16 March 2012
Stone Age 'cartoons' discovered in Russia
Knowing there were rock carvings on some islands in remote Lake Kanozero, Russia, Jan Magne Gjerde, project manager at the Tromso University Museum, Norway, went there to document them as part of his doctoral work. When he and his Russian colleagues were done, the number of known petroglyphs had risen from 200 to over 1,000.
"Petroglyphs are found at four sites in the area - on three islands and on a stone block on the lakeshore. The oldest ones are from the Stone Age and 5,000 to 6,000 years old," explains Gjerde. Most of the petroglyphs were still covered in sod when Gjerde and his colleagues arrived, and much of their time was spent removing this turf and washing the uncovered rock.
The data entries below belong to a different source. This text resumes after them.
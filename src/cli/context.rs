//! Shared command wiring.

use std::path::PathBuf;
use std::time::Duration;

use crate::catalog::{CatalogCache, CatalogClient};
use crate::config::LadleConfig;
use crate::error::Result;
use crate::notebook::NotebookStore;
use crate::storage::FsStorage;

use super::args::Cli;

/// Everything a command needs: resolved config, data directory, and
/// constructors for the stores and the catalog client.
///
/// Precedence for each setting is CLI flag (or its environment
/// variable, via clap), then config file, then built-in default.
#[derive(Debug, Clone)]
pub struct AppContext {
    config: LadleConfig,
    data_dir: PathBuf,
    catalog_url: String,
    offline: bool,
}

impl AppContext {
    /// Resolve the context from parsed CLI arguments.
    pub fn from_cli(cli: &Cli) -> Result<Self> {
        let config = match &cli.config {
            Some(path) => LadleConfig::load_from(path)?,
            None => LadleConfig::load_default()?,
        };

        let data_dir = cli
            .data_dir
            .clone()
            .unwrap_or_else(|| config.resolved_data_dir());

        let catalog_url = cli
            .catalog_url
            .clone()
            .unwrap_or_else(|| config.catalog.base_url.clone());

        let offline = cli.offline || config.catalog.offline;

        Ok(Self {
            config,
            data_dir,
            catalog_url,
            offline,
        })
    }

    pub fn data_dir(&self) -> &PathBuf {
        &self.data_dir
    }

    pub fn offline(&self) -> bool {
        self.offline
    }

    /// The notebook store over the data directory.
    pub fn notebook(&self) -> NotebookStore<FsStorage> {
        NotebookStore::new(FsStorage::new(self.data_dir.join("data")))
    }

    /// A catalog client with the response cache attached.
    pub fn catalog(&self) -> CatalogClient {
        CatalogClient::with_timeout(
            self.catalog_url.as_str(),
            Duration::from_secs(self.config.catalog.timeout_secs),
        )
        .with_cache(
            CatalogCache::new(self.data_dir.join("cache")),
            self.config.catalog.cache_ttl_secs,
        )
        .offline(self.offline)
    }
}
According to Gjerde, these aren't isolated petroglyphs, but fantastic cartoons presenting entire episodes. One they found at the main island site depicts a bear hunt. Gjerde describes in detail a hunter who is heading uphill on skis and tracking a bear. The ski tracks are just as one would expect for someone going up a slope, with a good distance between the strides. The hunter then gets his feet together, skis down a slope, stops, removes his skis, takes four steps - and plunges his spear into the bear. "This is the oldest example of a cartoon petroglyph we know of, at least in Northern Europe," he says.
Gjerde and his colleagues marked off the figures in chalk and then traced this onto plastic sheets, which could be properly photographed and documented. The figures depicted include moose, boats, whales, humans, harpoon lines, beavers and other ordinary and extraordinary images and scenes from the distant past.